→ **Task to carry out**
Identify all lines below that hold "home" and collect them.

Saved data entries
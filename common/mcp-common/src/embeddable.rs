//! In-process tool dispatch
//!
//! [`EmbeddableMcp`] lets a host call a server's tools directly, without a
//! transport. Each server maps tool names to its own handlers, so the table
//! of tools is fixed when the server is built.
//!
//! ```rust,ignore
//! use mcp_common::EmbeddableMcp;
//!
//! let tools = server.list_tools();
//! let result = server.call_tool("search", serde_json::json!({ "query": "shoes" })).await?;
//! ```

use async_trait::async_trait;
use rmcp::model::{CallToolResult, ErrorCode, Tool};
use serde_json::Value;

/// Error type for embeddable MCP operations
#[derive(Debug, thiserror::Error)]
pub enum EmbeddableError {
    /// Tool was not found in the server
    #[error("tool not found: {0}")]
    ToolNotFound(String),

    /// Parameters were rejected before the tool ran
    #[error("invalid parameters: {0}")]
    InvalidParams(String),

    /// Parameters could not be deserialized
    #[error("serialization error: {0}")]
    SerdeError(#[from] serde_json::Error),

    /// Any other protocol-level failure
    #[error("mcp error: {0}")]
    McpError(String),
}

impl From<rmcp::ErrorData> for EmbeddableError {
    fn from(err: rmcp::ErrorData) -> Self {
        if err.code == ErrorCode::INVALID_PARAMS {
            EmbeddableError::InvalidParams(err.message.to_string())
        } else {
            EmbeddableError::McpError(err.message.to_string())
        }
    }
}

/// Result type for embeddable MCP operations
pub type EmbeddableResult<T> = Result<T, EmbeddableError>;

/// Trait for MCP servers that can be executed in-process
///
/// Implementations must be `Send + Sync`; tool calls may overlap.
#[async_trait]
pub trait EmbeddableMcp: Send + Sync {
    /// Name used in MCP configuration files
    fn server_name(&self) -> &str;

    /// Every tool with its name, description and input schema
    fn list_tools(&self) -> Vec<Tool>;

    /// Execute the tool `name` with JSON parameters
    ///
    /// Tool-level failures come back as a `CallToolResult` with `is_error`
    /// set. `Err` is reserved for unknown tools and rejected parameters.
    async fn call_tool(&self, name: &str, params: Value) -> EmbeddableResult<CallToolResult>;

    fn server_description(&self) -> Option<&str> {
        None
    }
}
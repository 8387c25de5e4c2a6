//! Configuration loading for dataforseo-mcp
//!
//! Configuration is loaded from:
//! 1. `--config` flag or environment variable DATAFORSEO_CONFIG_PATH
//! 2. ~/.binks/dataforseo.toml
//! 3. Default values
//!
//! DATAFORSEO_USERNAME, DATAFORSEO_PASSWORD and DATAFORSEO_BASE_URL override
//! whatever the file says.

use anyhow::{anyhow, Result};
use serde::{Deserialize, Serialize};
use std::path::{Path, PathBuf};

/// Main configuration structure
#[derive(Debug, Clone, Default, Serialize, Deserialize)]
pub struct Config {
    /// DataForSEO API access
    #[serde(default)]
    pub dataforseo: DataForSeoConfig,
}

/// DataForSEO API configuration
#[derive(Clone, Serialize, Deserialize)]
pub struct DataForSeoConfig {
    /// API root, without a trailing path
    #[serde(default = "default_base_url")]
    pub base_url: String,
    /// API login
    #[serde(default)]
    pub username: String,
    /// API password
    #[serde(default)]
    pub password: String,
    /// Per-request timeout in seconds
    #[serde(default = "default_timeout")]
    pub timeout_seconds: u64,
}

fn default_base_url() -> String {
    "https://api.dataforseo.com".to_string()
}

fn default_timeout() -> u64 {
    60
}

impl Default for DataForSeoConfig {
    fn default() -> Self {
        Self {
            base_url: default_base_url(),
            username: String::new(),
            password: String::new(),
            timeout_seconds: default_timeout(),
        }
    }
}

// Keeps the password out of logs
impl std::fmt::Debug for DataForSeoConfig {
    fn fmt(&self, f: &mut std::fmt::Formatter<'_>) -> std::fmt::Result {
        f.debug_struct("DataForSeoConfig")
            .field("base_url", &self.base_url)
            .field("username", &self.username)
            .field("password", &"<redacted>")
            .field("timeout_seconds", &self.timeout_seconds)
            .finish()
    }
}

impl DataForSeoConfig {
    /// Whether both login and password are set
    pub fn has_credentials(&self) -> bool {
        !self.username.is_empty() && !self.password.is_empty()
    }
}

impl Config {
    /// Load configuration, optionally from an explicit file path
    pub fn load(explicit_path: Option<&Path>) -> Result<Self> {
        let config_path = explicit_path
            .map(Path::to_path_buf)
            .or_else(Self::find_config_path);

        let mut config = match config_path {
            Some(path) if path.exists() => {
                tracing::info!("Loading config from: {}", path.display());
                let content = std::fs::read_to_string(&path)?;
                Self::parse(&content)?
            }
            Some(path) => {
                tracing::info!("Config file {} not found, using defaults", path.display());
                Self::default()
            }
            None => {
                tracing::info!("No config path specified, using defaults");
                Self::default()
            }
        };

        config.apply_env(|key| std::env::var(key).ok());
        config.validate()?;

        Ok(config)
    }

    /// Parse a TOML document
    pub fn parse(content: &str) -> Result<Self> {
        Ok(toml::from_str(content)?)
    }

    /// Apply environment overrides (highest priority)
    pub fn apply_env(&mut self, lookup: impl Fn(&str) -> Option<String>) {
        if let Some(username) = lookup("DATAFORSEO_USERNAME") {
            self.dataforseo.username = username;
        }
        if let Some(password) = lookup("DATAFORSEO_PASSWORD") {
            self.dataforseo.password = password;
        }
        if let Some(base_url) = lookup("DATAFORSEO_BASE_URL") {
            self.dataforseo.base_url = base_url;
        }
    }

    /// Check the configuration is usable
    pub fn validate(&self) -> Result<()> {
        let base = url::Url::parse(&self.dataforseo.base_url)
            .map_err(|e| anyhow!("invalid base_url '{}': {}", self.dataforseo.base_url, e))?;
        if !matches!(base.scheme(), "http" | "https") {
            return Err(anyhow!("base_url must be http(s), got '{}'", base.scheme()));
        }
        if self.dataforseo.timeout_seconds == 0 {
            return Err(anyhow!("timeout_seconds must be greater than zero"));
        }
        if !self.dataforseo.has_credentials() {
            tracing::warn!(
                "DataForSEO credentials are not set; requests will be rejected by the API"
            );
        }
        Ok(())
    }

    /// Find the configuration file path
    fn find_config_path() -> Option<PathBuf> {
        if let Ok(path) = std::env::var("DATAFORSEO_CONFIG_PATH") {
            return Some(PathBuf::from(path));
        }

        if let Ok(home) = std::env::var("HOME") {
            return Some(PathBuf::from(home).join(".binks").join("dataforseo.toml"));
        }

        None
    }
}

→ **Exercise output**
        if let Ok(home) = std::env::var("HOME") {
            return Some(PathBuf::from(home).join(".binks").join("dataforseo.toml"));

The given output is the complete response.